RECORDS SUPPLIED:
——————————

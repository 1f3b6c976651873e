//! Logging: tracing setup plus a per-run job logger.

mod job_logger;
mod types;

use std::path::Path;

use tracing_appender::non_blocking::WorkerGuard;
use tracing_subscriber::layer::SubscriberExt;
use tracing_subscriber::util::SubscriberInitExt;
use tracing_subscriber::EnvFilter;

pub use job_logger::JobLogger;
pub use types::{LogCallback, LogConfig, LogLevel, MessagePrefix};

/// Initialize the global tracing subscriber.
///
/// Respects `RUST_LOG`; falls back to the given default directive.
/// When `log_dir` is provided, also writes daily-rotated log files and
/// returns a guard that must be kept alive for the file writer to flush.
pub fn init_tracing(default_directive: &str, log_dir: Option<&Path>) -> Option<WorkerGuard> {
    let filter = EnvFilter::try_from_default_env()
        .unwrap_or_else(|_| EnvFilter::new(default_directive));

    let fmt_layer = tracing_subscriber::fmt::layer().with_target(false);

    match log_dir {
        Some(dir) => {
            let appender = tracing_appender::rolling::daily(dir, "teaser_core.log");
            let (writer, guard) = tracing_appender::non_blocking(appender);
            let file_layer = tracing_subscriber::fmt::layer()
                .with_writer(writer)
                .with_ansi(false);

            tracing_subscriber::registry()
                .with(filter)
                .with(fmt_layer)
                .with(file_layer)
                .init();
            Some(guard)
        }
        None => {
            tracing_subscriber::registry()
                .with(filter)
                .with(fmt_layer)
                .init();
            None
        }
    }
}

——————————

PROMPT:
Within the lines above, find those holding the word "EnvFilter" and copy them.

THE ANSWER:
use tracing_subscriber::EnvFilter;
    let filter = EnvFilter::try_from_default_env()
        .unwrap_or_else(|_| EnvFilter::new(default_directive));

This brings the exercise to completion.